• [Problem statement] Filter the records below, keeping only lines with the string "PriceSample".

*** Opening of Extracted records ***

//! Margin pool snapshots, exchange rates, and note/token conversion
//!
//! A [`MarginPool`] is a read-only snapshot of a lending pool's ledger
//! state. The engine never mutates one; callers refresh them wholesale.

use palisade_math::{NumberError, WideNumber};
use serde::{Deserialize, Serialize};
use solana_sdk::pubkey::Pubkey;

use crate::error::MarginError;
use crate::interest;
use crate::oracle::{NotePrices, PriceSample};

/// Rate-curve and fee configuration for a pool, all in basis points.
#[derive(Debug, Clone, Copy, Default, PartialEq, Eq, Serialize, Deserialize)]
pub struct MarginPoolConfig {
    /// Utilization at which the first curve segment transitions to the second.
    pub utilization_rate_1: u16,

    /// Utilization at which the second curve segment transitions to the third.
    pub utilization_rate_2: u16,

    /// Borrow rate at zero utilization.
    pub borrow_rate_0: u16,

    /// Borrow rate at the first transition point.
    pub borrow_rate_1: u16,

    /// Borrow rate at the second transition point.
    pub borrow_rate_2: u16,

    /// Borrow rate at full utilization.
    pub borrow_rate_3: u16,

    /// Fee taken from interest payments before they reach depositors.
    pub management_fee_rate: u16,

    /// Collateral weight applied to deposit-note value.
    pub collateral_weight: u16,

    /// Inverse leverage for claims against this pool: a claim requires
    /// `value / (leverage_fraction / 10_000)` in collateral. Zero means no
    /// leverage is configured and any claim is uncoverable.
    pub leverage_fraction: u16,
}

/// Decoded state of a single margin pool.
#[derive(Debug, Clone, Default, Serialize, Deserialize)]
pub struct MarginPool {
    /// Address of the pool account.
    pub address: Pubkey,

    /// Mint of the underlying token.
    pub token_mint: Pubkey,

    /// Mint of the notes issued to depositors.
    pub deposit_note_mint: Pubkey,

    /// Mint of the notes recording outstanding debt.
    pub loan_note_mint: Pubkey,

    /// Tokens currently sitting in the pool vault.
    pub vault_balance: u64,

    /// Tokens lent out and owed back to the pool, including accrued interest.
    pub borrowed_tokens: WideNumber,

    /// Interest reserved for collection as fees; always <= total value.
    pub uncollected_fees: WideNumber,

    /// Total deposit notes outstanding.
    pub deposit_note_supply: u64,

    /// Total loan notes outstanding.
    pub loan_note_supply: u64,

    /// Decimals of the underlying token mint.
    pub token_decimals: u8,

    pub config: MarginPoolConfig,
}

impl MarginPool {
    /// Total value owned by or owed to the pool.
    pub fn total_value(&self) -> WideNumber {
        self.borrowed_tokens + WideNumber::from(self.vault_balance)
    }

    /// Fraction of the pool's value currently lent out; zero for a pool
    /// with no value at all.
    pub fn utilization_rate(&self) -> WideNumber {
        let total = self.total_value();
        if total == WideNumber::ZERO {
            return WideNumber::ZERO;
        }
        self.borrowed_tokens / total
    }

    /// Exchange rate from one deposit note to underlying tokens.
    ///
    /// Both sides carry a floor of one so an empty pool yields a rate of
    /// exactly 1 instead of dividing by zero; this is the documented
    /// empty-pool behavior, not an error path. The floor applies to the
    /// total value before fees come off, so a pool whose entire value is
    /// uncollected fees prices deposit notes at zero.
    pub fn deposit_note_exchange_rate(&self) -> WideNumber {
        let deposit_notes = self.deposit_note_supply.max(1);
        let total_value = self.total_value().max(WideNumber::ONE) - self.uncollected_fees;
        total_value / WideNumber::from(deposit_notes)
    }

    /// Exchange rate from one loan note to underlying tokens, with the same
    /// floor-of-one guards as the deposit rate.
    pub fn loan_note_exchange_rate(&self) -> WideNumber {
        let loan_notes = self.loan_note_supply.max(1);
        let total_borrowed = self.borrowed_tokens.max(WideNumber::ONE);
        total_borrowed / WideNumber::from(loan_notes)
    }

    /// The continuous compounding rate at the pool's current utilization.
    pub fn interest_rate(&self) -> WideNumber {
        // Nothing deposited yet: the curve starts at its base rate.
        if self.deposit_note_supply == 0 {
            return WideNumber::from_bps(self.config.borrow_rate_0);
        }
        interest::continuous_compounding_rate(&self.config, self.utilization_rate())
    }

    /// The APR paid by borrowers.
    pub fn borrow_rate(&self) -> WideNumber {
        interest::borrow_rate(self.interest_rate())
    }

    /// The rate earned by depositors after the management fee.
    pub fn deposit_rate(&self) -> WideNumber {
        interest::deposit_rate(
            self.interest_rate(),
            self.utilization_rate(),
            self.fee_fraction(),
        )
    }

    /// The management fee as a fraction.
    pub fn fee_fraction(&self) -> WideNumber {
        WideNumber::from_bps(self.config.management_fee_rate)
    }

    /// Position-ready prices for the pool's note tokens, derived from the
    /// underlying token price and the current exchange rates.
    pub fn note_prices(&self, sample: &PriceSample) -> Result<NotePrices, MarginError> {
        let price = sample.price_wide();

        let deposit_value = (price * self.deposit_note_exchange_rate())
            .as_u64_rounded(sample.exponent)?;
        let loan_value = (price * self.loan_note_exchange_rate())
            .as_u64_rounded(sample.exponent)?;

        let note_sample = |value: u64| -> Result<PriceSample, MarginError> {
            Ok(PriceSample {
                value: i64::try_from(value)
                    .map_err(|_| MarginError::Arithmetic(NumberError::Overflow))?,
                exponent: sample.exponent,
                timestamp: sample.timestamp,
                confidence_valid: sample.confidence_valid,
            })
        };

        Ok(NotePrices {
            deposit_note: note_sample(deposit_value)?,
            loan_note: note_sample(loan_value)?,
        })
    }

    /// Converts an amount of tokens or notes to the matching [`FullAmount`]
    /// under the rounding direction the pool requires for `action`.
    ///
    /// Conversions where exactly one side rounds to zero are rejected: a
    /// withdrawal of one token for zero notes drains the pool, and a deposit
    /// of one token for zero notes burns the depositor.
    pub fn convert_amount(
        &self,
        amount: Amount,
        action: PoolAction,
    ) -> Result<FullAmount, MarginError> {
        let exchange_rate = match action {
            PoolAction::Deposit | PoolAction::Withdraw => self.deposit_note_exchange_rate(),
            PoolAction::Borrow | PoolAction::Repay => self.loan_note_exchange_rate(),
        };
        let rounding = RoundingDirection::direction(action, amount.kind);
        let full = Self::convert_with_rounding_and_rate(amount, rounding, exchange_rate)?;

        if (full.notes == 0 && full.tokens > 0) || (full.tokens == 0 && full.notes > 0) {
            return Err(MarginError::InvalidConversion);
        }

        Ok(full)
    }

    /// Isolated so the rounding behavior stays testable on its own.
    fn convert_with_rounding_and_rate(
        amount: Amount,
        rounding: RoundingDirection,
        exchange_rate: WideNumber,
    ) -> Result<FullAmount, MarginError> {
        // A note supply far enough above the pool's value truncates the
        // rate to exactly zero; no conversion is meaningful at that rate.
        if exchange_rate == WideNumber::ZERO {
            return Err(MarginError::InvalidConversion);
        }

        let full = match amount.kind {
            AmountKind::Tokens => {
                let notes = WideNumber::from(amount.value) / exchange_rate;
                FullAmount {
                    tokens: amount.value,
                    notes: match rounding {
                        RoundingDirection::Down => notes.as_u64(0)?,
                        RoundingDirection::Up => notes.as_u64_ceil(0)?,
                    },
                }
            }
            AmountKind::Notes => {
                let tokens = WideNumber::from(amount.value) * exchange_rate;
                FullAmount {
                    notes: amount.value,
                    tokens: match rounding {
                        RoundingDirection::Down => tokens.as_u64(0)?,
                        RoundingDirection::Up => tokens.as_u64_ceil(0)?,
                    },
                }
            }
        };
        Ok(full)
    }
}

/// A quantity expressed either in underlying tokens or in notes.
#[derive(Debug, Clone, Copy, PartialEq, Eq)]
pub struct Amount {
    pub kind: AmountKind,
    pub value: u64,
}

impl Amount {
    pub const fn tokens(value: u64) -> Self {
        Self {
            kind: AmountKind::Tokens,
            value,
        }
    }

    pub const fn notes(value: u64) -> Self {
        Self {
            kind: AmountKind::Notes,
            value,
        }
    }
}

#[derive(Debug, Clone, Copy, PartialEq, Eq)]
pub enum AmountKind {
    Tokens,
    Notes,
}

/// A conversion result carrying both sides of the exchange.
#[derive(Debug, Clone, Copy, Default, PartialEq, Eq)]
pub struct FullAmount {
    pub tokens: u64,
    pub notes: u64,
}

/// The four primary pool actions; together with the amount kind they fix
/// the rounding direction of a conversion.
#[derive(Debug, Clone, Copy, PartialEq, Eq)]
pub enum PoolAction {
    Deposit,
    Withdraw,
    Borrow,
    Repay,
}

/// Rounding direction for note/token conversion.
#[derive(Debug, Clone, Copy, PartialEq, Eq)]
pub enum RoundingDirection {
    Down,
    Up,
}

impl RoundingDirection {
    /// Rounding always favors the pool. Inflows (deposit, repay) give the
    /// user fewer notes per token and charge more tokens per note; outflows
    /// (withdraw, borrow) give fewer tokens per note and burn more notes
    /// per token.
    ///
    /// | Action   | Tokens -> Notes | Notes -> Tokens |
    /// | :------- | :-------------- | :-------------- |
    /// | Deposit  | Down            | Up              |
    /// | Withdraw | Up              | Down            |
    /// | Borrow   | Up              | Down            |
    /// | Repay    | Down            | Up              |
    pub const fn direction(action: PoolAction, kind: AmountKind) -> Self {
        use RoundingDirection::*;
        match (action, kind) {
            (PoolAction::Borrow, AmountKind::Tokens)
            | (PoolAction::Deposit, AmountKind::Notes)
            | (PoolAction::Repay, AmountKind::Notes)
            | (PoolAction::Withdraw, AmountKind::Tokens) => Up,
            (PoolAction::Borrow, AmountKind::Notes)
            | (PoolAction::Deposit, AmountKind::Tokens)
            | (PoolAction::Repay, AmountKind::Tokens)
            | (PoolAction::Withdraw, AmountKind::Notes) => Down,
        }
    }
}
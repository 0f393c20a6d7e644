//! Error type for margin computations

use palisade_math::NumberError;
use solana_sdk::pubkey::Pubkey;
use thiserror::Error;

/// Errors surfaced by pool and account computations.
///
/// Degenerate-but-legal inputs (an empty pool, a claim with no leverage
/// configured, an oversized projection amount) are not errors; they take the
/// documented fallback values instead.
#[derive(Debug, Clone, Copy, PartialEq, Eq, Error)]
pub enum MarginError {
    /// A fixed-point conversion overflowed or hit a sign violation.
    #[error("fixed-point conversion failed: {0}")]
    Arithmetic(#[from] NumberError),

    /// A note/token conversion where exactly one side rounds to zero.
    /// Allowing these would let value leak across the exchange rate.
    #[error("conversion between notes and tokens would zero out one side")]
    InvalidConversion,

    /// The account holds no position for the requested token.
    #[error("account has no position for token {0}")]
    UnknownPosition(Pubkey),
}
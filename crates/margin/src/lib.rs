//! Client-side accounting and risk projection for Palisade margin pools.
//!
//! The crate consumes already-decoded ledger snapshots ([`MarginPool`],
//! [`AccountSnapshot`], [`PriceSample`]) and computes, without any I/O:
//!
//! - note/token exchange rates and pool interest rates;
//! - per-position collateral and liability values;
//! - an account-level [`Valuation`] and scalar risk indicator;
//! - projected rates and risk after a hypothetical deposit, withdraw,
//!   borrow, repay, or swap ([`Projector`]).
//!
//! Every computation is a pure function of its inputs; callers are
//! responsible for fetching consistent snapshots. Account decoding, RPC,
//! and transaction building live in their own crates.

pub mod account;
pub mod error;
pub mod interest;
pub mod oracle;
pub mod pool;
pub mod position;
pub mod projection;

pub use account::{risk_indicator, AccountSnapshot, Valuation, MAX_POSITIONS};
pub use error::MarginError;
pub use oracle::{NotePrices, PriceSample};
pub use pool::{
    Amount, AmountKind, FullAmount, MarginPool, MarginPoolConfig, PoolAction, RoundingDirection,
};
pub use position::{AccountPosition, PositionKind, ValuationMode};
pub use projection::{PoolRates, ProjectionResult, Projector, SwapProjection};

use palisade_math::StdNumber;

/// Fraction of configured leverage available while a position is being set
/// up; setup collateral requirements divide by this, so they are always at
/// least the steady-state requirement.
pub const SETUP_LEVERAGE_FRACTION: StdNumber = StdNumber::from_raw(5_000_000_000); // 0.5

/// Risk indicator level at which the UI starts warning.
pub const RISK_WARNING_LEVEL: StdNumber = StdNumber::from_raw(8_000_000_000); // 0.8

/// Risk indicator level treated as critical.
pub const RISK_CRITICAL_LEVEL: StdNumber = StdNumber::from_raw(9_000_000_000); // 0.9

/// Risk indicator level at which an account becomes liquidatable.
pub const RISK_LIQUIDATION_LEVEL: StdNumber = StdNumber::ONE;
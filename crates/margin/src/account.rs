//! Account-level valuation and the risk indicator

use palisade_math::StdNumber;
use serde::{Deserialize, Serialize};
use solana_sdk::pubkey::Pubkey;

use crate::error::MarginError;
use crate::position::{AccountPosition, PositionKind, ValuationMode};

/// Maximum positions a margin account can hold on the ledger.
pub const MAX_POSITIONS: usize = 32;

/// Decoded state of a margin account: the owner address and its positions.
#[derive(Debug, Clone, Default, Serialize, Deserialize)]
pub struct AccountSnapshot {
    pub address: Pubkey,
    pub positions: Vec<AccountPosition>,
}

/// The three aggregates the risk indicator is derived from. All fields are
/// clamped at zero before they leave the engine.
#[derive(Debug, Clone, Copy, Default, PartialEq, Eq, Serialize, Deserialize)]
pub struct Valuation {
    /// Collateral the account's claims require.
    pub required_collateral: StdNumber,

    /// Weight-adjusted value of the account's collateral.
    pub effective_collateral: StdNumber,

    /// Market value of everything the account owes.
    pub liabilities: StdNumber,
}

impl Valuation {
    /// Clamps every aggregate at zero. Independent rounding across terms
    /// can leave a small negative residue after a projection delta; letting
    /// it through would flip the sign of the risk ratio.
    fn clamped(self) -> Self {
        Self {
            required_collateral: self.required_collateral.max(StdNumber::ZERO),
            effective_collateral: self.effective_collateral.max(StdNumber::ZERO),
            liabilities: self.liabilities.max(StdNumber::ZERO),
        }
    }

    /// Collateral available beyond what the claims require.
    pub fn available_collateral(&self) -> StdNumber {
        self.effective_collateral - self.required_collateral
    }
}

impl AccountSnapshot {
    /// Aggregates every position into a [`Valuation`] in a single pass.
    pub fn valuation(&self, mode: ValuationMode) -> Valuation {
        valuation_of(&self.positions, mode)
    }

    /// The account's scalar risk indicator at steady state.
    pub fn risk_indicator(&self) -> StdNumber {
        risk_indicator(&self.valuation(ValuationMode::SteadyState))
    }

    /// Finds the position holding `token`, if any.
    pub fn position(&self, token: &Pubkey) -> Option<&AccountPosition> {
        self.positions.iter().find(|p| p.token == *token)
    }

    /// Like [`Self::position`] but for callers that treat a missing
    /// position as an error, such as balance checks before an action.
    pub fn require_position(&self, token: &Pubkey) -> Result<&AccountPosition, MarginError> {
        self.position(token)
            .ok_or(MarginError::UnknownPosition(*token))
    }
}

/// Valuation over any position slice; the projector feeds perturbed copies
/// through the same path the live snapshot uses.
pub(crate) fn valuation_of(positions: &[AccountPosition], mode: ValuationMode) -> Valuation {
    debug_assert!(positions.len() <= MAX_POSITIONS);

    let mut valuation = Valuation::default();
    for position in positions {
        match position.kind {
            PositionKind::NoValue => {}
            PositionKind::Deposit | PositionKind::AdapterCollateral => {
                valuation.effective_collateral += position.collateral_value();
            }
            PositionKind::Claim => {
                valuation.required_collateral += position.required_collateral_value(mode);
                valuation.liabilities += position.liability_value();
            }
        }
    }
    valuation.clamped()
}

/// The risk indicator: `0` for a debt-free account, `1` when collateral
/// exactly covers requirements, above `1` when the account is liquidatable.
///
/// No debt means no risk regardless of collateral. Debt with no effective
/// collateral is uncoverable and reports the maximum sentinel. Otherwise
/// the ratio is non-decreasing in required collateral and non-increasing
/// in effective collateral, so it compares cleanly against the fixed
/// warning and liquidation thresholds.
pub fn risk_indicator(valuation: &Valuation) -> StdNumber {
    if valuation.liabilities == StdNumber::ZERO {
        return StdNumber::ZERO;
    }
    if valuation.effective_collateral <= StdNumber::ZERO {
        return StdNumber::MAX;
    }
    valuation.required_collateral / valuation.effective_collateral
}
//! Fixed-point decimal arithmetic for the Palisade client core.
//!
//! Everything downstream of the ledger is computed on [`Number`], a signed
//! fixed-point decimal with a const-generic precision. Two precisions are in
//! use across the client:
//!
//! - [`WideNumber`] (15 decimals) for pool-internal math: reserves, note
//!   exchange rates, interest rates.
//! - [`StdNumber`] (10 decimals) for position valuation and risk math.
//!
//! Mixing the two families in one expression is a type error; convert
//! explicitly with [`Number::rescale`].

mod error;
mod number;

pub use error::NumberError;
pub use number::{Number, StdNumber, WideNumber, STD_PRECISION, WIDE_PRECISION};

*** Close of Extracted records ***

• [Completed exercise]
use crate::oracle::{NotePrices, PriceSample};
    pub fn note_prices(&self, sample: &PriceSample) -> Result<NotePrices, MarginError> {
        let note_sample = |value: u64| -> Result<PriceSample, MarginError> {
            Ok(PriceSample {
//! [`AccountSnapshot`], [`PriceSample`]) and computes, without any I/O:
pub use oracle::{NotePrices, PriceSample};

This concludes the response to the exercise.